Потом была победа — страница 90 из 107

Когда очередь дошла до моей персоны, председатель, заглянув в мятую бумажку, объявил, что данного товарища нужно поместить к Белевич.

— К Александре? — с явной растерянностью переспросил заведующий клубом. — Товарищ из центра, а мы его к Белевич…

— Я еще позавчера с ней договорился, — добавил председатель и покосился на меня. — Культурный ты человек, Вадька, а тоже за бабьими сплетнями тянешься. Александра в колхозе первая доярка… Характер у нее мягкий, другая бы за такую брехню тебе глаза повыцарапала. У нас ведь как — пустят сплетню, оглоблей от нее не отобьешься. Верно говорится, что за бабьим языком не поспеешь босиком. А тут еще местные деятели культуры в эту сопилку играют…

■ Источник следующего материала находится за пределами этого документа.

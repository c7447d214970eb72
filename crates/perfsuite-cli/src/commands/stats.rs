// Dweve Perfsuite - Benchmark Suite Inspection Toolkit
//
// Copyright (c) 2025 Dweve IP B.V. and individual contributors.
//
// SPDX-License-Identifier: Apache-2.0
//
// Licensed under the Apache License, Version 2.0 (the "License");
// you may not use this file except in compliance with the License.
// You may obtain a copy of the License in the LICENSE file at the
// root of this repository or at: http://www.apache.org/licenses/LICENSE-2.0
//
// Unless required by applicable law or agreed to in writing, software
// distributed under the License is distributed on an "AS IS" BASIS,
// WITHOUT WARRANTIES OR CONDITIONS OF ANY KIND, either express or implied.
// See the License for the specific language governing permissions and
// limitations under the License.

//! Stats command - detailed statistics per benchmark and per suite

use super::{load_suites, print_lines};
use crate::error::CliError;
use crate::render::{self, title};
use perfsuite_core::format::format_seconds;
use perfsuite_core::{BenchmarkSuite, SuiteCollection};
use std::path::PathBuf;

pub fn stats(files: &[PathBuf], name: Option<&str>) -> Result<(), CliError> {
    let data = load_suites(files, name)?;
    print_lines(&stats_lines(&data))?;
    Ok(())
}

fn suite_header(suite: &BenchmarkSuite) -> Vec<String> {
    let mut lines = vec![
        format!("Number of benchmarks: {}", suite.len()),
        format!("Total duration: {}", format_seconds(suite.total_duration())),
    ];
    if let Some((start, end)) = suite.dates() {
        lines.push(format!("Start date: {}", start.format("%Y-%m-%dT%H:%M:%S")));
        lines.push(format!("End date: {}", end.format("%Y-%m-%dT%H:%M:%S")));
    }
    lines.push(String::new());
    lines
}

pub fn stats_lines(data: &SuiteCollection) -> Vec<String> {
    let use_titles =
        data.suite_count() > 1 || data.suites().first().map_or(false, |s| s.len() > 1);

    let mut lines = Vec::new();
    let mut previous: Option<&BenchmarkSuite> = None;
    for item in data {
        let new_suite = previous.map_or(true, |p| !std::ptr::eq(p, item.suite));
        previous = Some(item.suite);
        if use_titles {
            if new_suite {
                lines.extend(title(&item.label, 1));
                lines.extend(suite_header(item.suite));
            }
            lines.extend(title(item.benchmark.display_name(), 2));
        }

        lines.extend(render::stats_lines(item.benchmark));
        if !item.is_last {
            lines.push(String::new());
        }
    }
    lines
}
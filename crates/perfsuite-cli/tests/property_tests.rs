// Dweve Perfsuite - Benchmark Suite Inspection Toolkit
//
// Copyright (c) 2025 Dweve IP B.V. and individual contributors.
//
// SPDX-License-Identifier: Apache-2.0
//
// Licensed under the Apache License, Version 2.0 (the "License");
// you may not use this file except in compliance with the License.
// You may obtain a copy of the License in the LICENSE file at the
// root of this repository or at: http://www.apache.org/licenses/LICENSE-2.0
//
// Unless required by applicable law or agreed to in writing, software
// distributed under the License is distributed on an "AS IS" BASIS,
// WITHOUT WARRANTIES OR CONDITIONS OF ANY KIND, either express or implied.
// See the License for the specific language governing permissions and
// limitations under the License.

//! Property-based tests for Perfsuite CLI operations using proptest.
//!
//! - Metadata updates keep every key with its parsed value
//! - `slowest` lists at most N benchmarks, longest first
//! - `convert --include-runs` keeps exactly the selected runs

use perfsuite_cli::commands::{convert, parse_metadata_updates, slowest_lines, ConvertOptions};
use perfsuite_core::{Benchmark, BenchmarkSuite, MetadataValue, Run, SuiteCollection};
use proptest::prelude::*;
use std::collections::{BTreeMap, BTreeSet};
use tempfile::TempDir;

// ===== Property-Based Test Generators =====

fn identifier() -> impl Strategy<Value = String> {
    prop::string::string_regex("[a-z][a-z0-9_]{0,11}").expect("Failed to create identifier regex")
}

fn durations() -> impl Strategy<Value = Vec<f64>> {
    prop::collection::vec(0.001f64..10.0, 1..12)
}

fn suite_with_runs(nrun: usize) -> BenchmarkSuite {
    let runs = (0..nrun)
        .map(|i| Run::new(vec![0.010 + i as f64 * 1e-4]))
        .collect();
    BenchmarkSuite::new("runs.json", vec![Benchmark::new(Some("bench"), runs)]).unwrap()
}

proptest! {
    #![proptest_config(ProptestConfig::with_cases(64))]

    #[test]
    fn prop_metadata_updates_keep_values(
        entries in prop::collection::btree_map(identifier(), any::<i64>(), 1..8)
    ) {
        let text = entries
            .iter()
            .map(|(key, value)| format!("{}={}", key, value))
            .collect::<Vec<_>>()
            .join(",");

        let metadata = parse_metadata_updates(&text).unwrap();
        prop_assert_eq!(metadata.len(), entries.len());
        for (key, value) in &entries {
            prop_assert_eq!(metadata.get(key), Some(&MetadataValue::Int(*value)));
        }
    }

    #[test]
    fn prop_slowest_is_bounded_and_sorted(totals in durations(), count in 1usize..6) {
        let benchmarks = totals
            .iter()
            .enumerate()
            .map(|(i, total)| {
                Benchmark::new(Some(format!("b{}", i).as_str()), vec![Run::new(vec![*total])])
            })
            .collect();
        let mut data = SuiteCollection::new();
        data.push(BenchmarkSuite::new("suite.json", benchmarks).unwrap());

        let lines = slowest_lines(&data, count);
        prop_assert_eq!(lines.len(), count.min(totals.len()));

        let mut sorted = totals.clone();
        sorted.sort_by(|a, b| b.total_cmp(a));
        let expected: BTreeMap<String, f64> = totals
            .iter()
            .enumerate()
            .map(|(i, total)| (format!("b{}", i), *total))
            .collect();
        for (rank, line) in lines.iter().enumerate() {
            let name = line
                .split(": ")
                .nth(1)
                .and_then(|rest| rest.split(' ').next())
                .unwrap();
            prop_assert_eq!(expected[name], sorted[rank]);
        }
    }
}

proptest! {
    #![proptest_config(ProptestConfig::with_cases(24))]

    #[test]
    fn prop_include_runs_keeps_selected_runs(
        nrun in 1usize..8,
        picks in prop::collection::btree_set(1usize..8, 1..5)
    ) {
        let selected: BTreeSet<usize> = picks.into_iter().filter(|&p| p <= nrun).collect();
        prop_assume!(!selected.is_empty());

        let dir = TempDir::new().unwrap();
        let input = dir.path().join("in.json");
        let output = dir.path().join("out.json");
        suite_with_runs(nrun).dump(&input, true).unwrap();

        let list = selected.iter().map(|p| p.to_string()).collect::<Vec<_>>().join(",");
        let options = ConvertOptions {
            include_runs: Some(list),
            output: Some(output.clone()),
            ..Default::default()
        };
        convert(&input, &options).unwrap();

        let edited = BenchmarkSuite::load(&output).unwrap();
        let bench = edited.get_benchmark("bench").unwrap();
        prop_assert_eq!(bench.nrun(), selected.len());
        let kept: Vec<f64> = bench.runs().iter().map(|r| r.samples()[0]).collect();
        let expected: Vec<f64> = selected.iter().map(|p| 0.010 + (p - 1) as f64 * 1e-4).collect();
        prop_assert_eq!(kept, expected);
    }
}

— Точно же говорят, Федор Николаевич…

— Помолчи. Ты в ту пору еще мартышкой в Африке по деревьям скакал… «Точно говорят». На моих глазах девка выросла. Хороший человек, душевный и работница что надо. Пойдете к Белевич?

— Пойду.


Так я оказался в небольшом ухоженном доме с веселыми резными ставнями и самотканым половичком на свежевымытом крыльце. Густой вишенник, усыпанный крупными ягодами, подступал к окнам. Вдоль выметенной, посыпанной песком, тропки пестрели анютки, петуньи и красные, одна к одной, махровые и сочные астры.

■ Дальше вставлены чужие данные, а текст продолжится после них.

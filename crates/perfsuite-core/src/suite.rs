// Dweve Perfsuite - Benchmark Suite Inspection Toolkit
//
// Copyright (c) 2025 Dweve IP B.V. and individual contributors.
//
// SPDX-License-Identifier: Apache-2.0
//
// Licensed under the Apache License, Version 2.0 (the "License");
// you may not use this file except in compliance with the License.
// You may obtain a copy of the License in the LICENSE file at the
// root of this repository or at: http://www.apache.org/licenses/LICENSE-2.0
//
// Unless required by applicable law or agreed to in writing, software
// distributed under the License is distributed on an "AS IS" BASIS,
// WITHOUT WARRANTIES OR CONDITIONS OF ANY KIND, either express or implied.
// See the License for the specific language governing permissions and
// limitations under the License.

//! Benchmark suites and their JSON representation.

use crate::benchmark::Benchmark;
use crate::error::{Result, SuiteError};
use crate::metadata::Metadata;
use crate::storage;
use chrono::NaiveDateTime;
use serde::{Deserialize, Serialize};
use std::collections::HashSet;
use std::path::Path;

/// Version written into dumped suites. Files with another major version are
/// rejected at load time.
pub const FORMAT_VERSION: &str = "1.0";

#[derive(Serialize, Deserialize)]
struct SuiteFile {
    #[serde(default = "default_version")]
    version: String,
    #[serde(default, skip_serializing_if = "Metadata::is_empty")]
    metadata: Metadata,
    benchmarks: Vec<Benchmark>,
}

fn default_version() -> String {
    FORMAT_VERSION.to_string()
}

/// An ordered collection of benchmarks loaded from one source.
#[derive(Debug, Clone, PartialEq)]
pub struct BenchmarkSuite {
    source: String,
    metadata: Metadata,
    benchmarks: Vec<Benchmark>,
}

impl BenchmarkSuite {
    /// Build a suite in memory. Fails if two benchmarks share a name.
    pub fn new(source: impl Into<String>, benchmarks: Vec<Benchmark>) -> Result<Self> {
        let mut suite = BenchmarkSuite {
            source: source.into(),
            metadata: Metadata::new(),
            benchmarks: Vec::with_capacity(benchmarks.len()),
        };
        for benchmark in benchmarks {
            suite.add_benchmark(benchmark)?;
        }
        Ok(suite)
    }

    /// Load a suite from a JSON file (gzip-compressed when ending in `.gz`).
    pub fn load(path: impl AsRef<Path>) -> Result<Self> {
        let path = path.as_ref();
        let content = storage::read_source(path)?;
        let suite = Self::from_json_str(path.display().to_string(), &content)?;
        tracing::debug!(
            source = %suite.source,
            benchmarks = suite.len(),
            "loaded benchmark suite"
        );
        Ok(suite)
    }

    /// Parse a suite from JSON text; `source` identifies it in errors and labels.
    pub fn from_json_str(source: impl Into<String>, content: &str) -> Result<Self> {
        let source = source.into();
        let file: SuiteFile =
            serde_json::from_str(content).map_err(|e| SuiteError::load(&source, e.to_string()))?;

        let major = file.version.split('.').next().unwrap_or_default();
        if major != "1" {
            return Err(SuiteError::load(
                &source,
                format!("unsupported format version '{}'", file.version),
            ));
        }

        let mut suite = BenchmarkSuite::new(source.clone(), file.benchmarks)
            .map_err(|e| SuiteError::load(&source, e.to_string()))?;
        suite.metadata = file.metadata;
        Ok(suite)
    }

    /// Serialize to JSON, compact or indented.
    pub fn to_json_string(&self, compact: bool) -> Result<String> {
        let file = SuiteFile {
            version: FORMAT_VERSION.to_string(),
            metadata: self.metadata.clone(),
            benchmarks: self.benchmarks.clone(),
        };
        let encoded = if compact {
            serde_json::to_string(&file)
        } else {
            serde_json::to_string_pretty(&file)
        };
        let mut text = encoded.map_err(|e| SuiteError::Serialize {
            source_id: self.source.clone(),
            message: e.to_string(),
        })?;
        text.push('\n');
        Ok(text)
    }

    /// Write the suite to a file.
    pub fn dump(&self, path: impl AsRef<Path>, compact: bool) -> Result<()> {
        let path = path.as_ref();
        let text = self.to_json_string(compact)?;
        storage::write_output(path, &text)?;
        tracing::debug!(path = %path.display(), "dumped benchmark suite");
        Ok(())
    }

    /// The origin of the suite (usually the path it was loaded from).
    pub fn source(&self) -> &str {
        &self.source
    }

    pub fn metadata(&self) -> &Metadata {
        &self.metadata
    }

    pub(crate) fn clear_metadata(&mut self) {
        self.metadata.clear();
    }

    pub fn benchmarks(&self) -> &[Benchmark] {
        &self.benchmarks
    }

    pub(crate) fn benchmarks_mut(&mut self) -> &mut Vec<Benchmark> {
        &mut self.benchmarks
    }

    pub fn len(&self) -> usize {
        self.benchmarks.len()
    }

    pub fn is_empty(&self) -> bool {
        self.benchmarks.is_empty()
    }

    pub fn get_benchmark(&self, name: &str) -> Option<&Benchmark> {
        self.benchmarks.iter().find(|b| b.name() == Some(name))
    }

    pub(crate) fn get_benchmark_mut(&mut self, name: Option<&str>) -> Option<&mut Benchmark> {
        self.benchmarks.iter_mut().find(|b| b.name() == name)
    }

    /// Non-empty benchmark names; the anonymous benchmark is skipped.
    pub fn benchmark_names(&self) -> HashSet<&str> {
        self.benchmarks
            .iter()
            .filter_map(Benchmark::name)
            .filter(|name| !name.is_empty())
            .collect()
    }

    /// Append a benchmark, keeping names unique.
    pub fn add_benchmark(&mut self, benchmark: Benchmark) -> Result<()> {
        if self.benchmarks.iter().any(|b| b.name() == benchmark.name()) {
            return Err(SuiteError::DuplicateBenchmark {
                suite: self.source.clone(),
                name: benchmark.display_name().to_string(),
            });
        }
        self.benchmarks.push(benchmark);
        Ok(())
    }

    /// Sum of the benchmarks' total durations, in seconds.
    pub fn total_duration(&self) -> f64 {
        self.benchmarks.iter().map(Benchmark::total_duration).sum()
    }

    /// Earliest and latest run dates across the suite.
    pub fn dates(&self) -> Option<(NaiveDateTime, NaiveDateTime)> {
        let ranges: Vec<_> = self.benchmarks.iter().filter_map(Benchmark::dates).collect();
        let start = ranges.iter().map(|(start, _)| *start).min()?;
        let end = ranges.iter().map(|(_, end)| *end).max()?;
        Some((start, end))
    }
}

Дом был обставлен с достатком. На кухне эмалево поблескивал холодильник, в «зале» стоял чешский гарнитур, рижский приемник с проигрывателем и последней марки телевизор. Журнальный столик от гарнитура был приспособлен как подставка для большого корявого столетника. Он рос странно. С одной стороны мясистые листья растопыривались просторно и густо, с другой — торчали худосочными зародышками.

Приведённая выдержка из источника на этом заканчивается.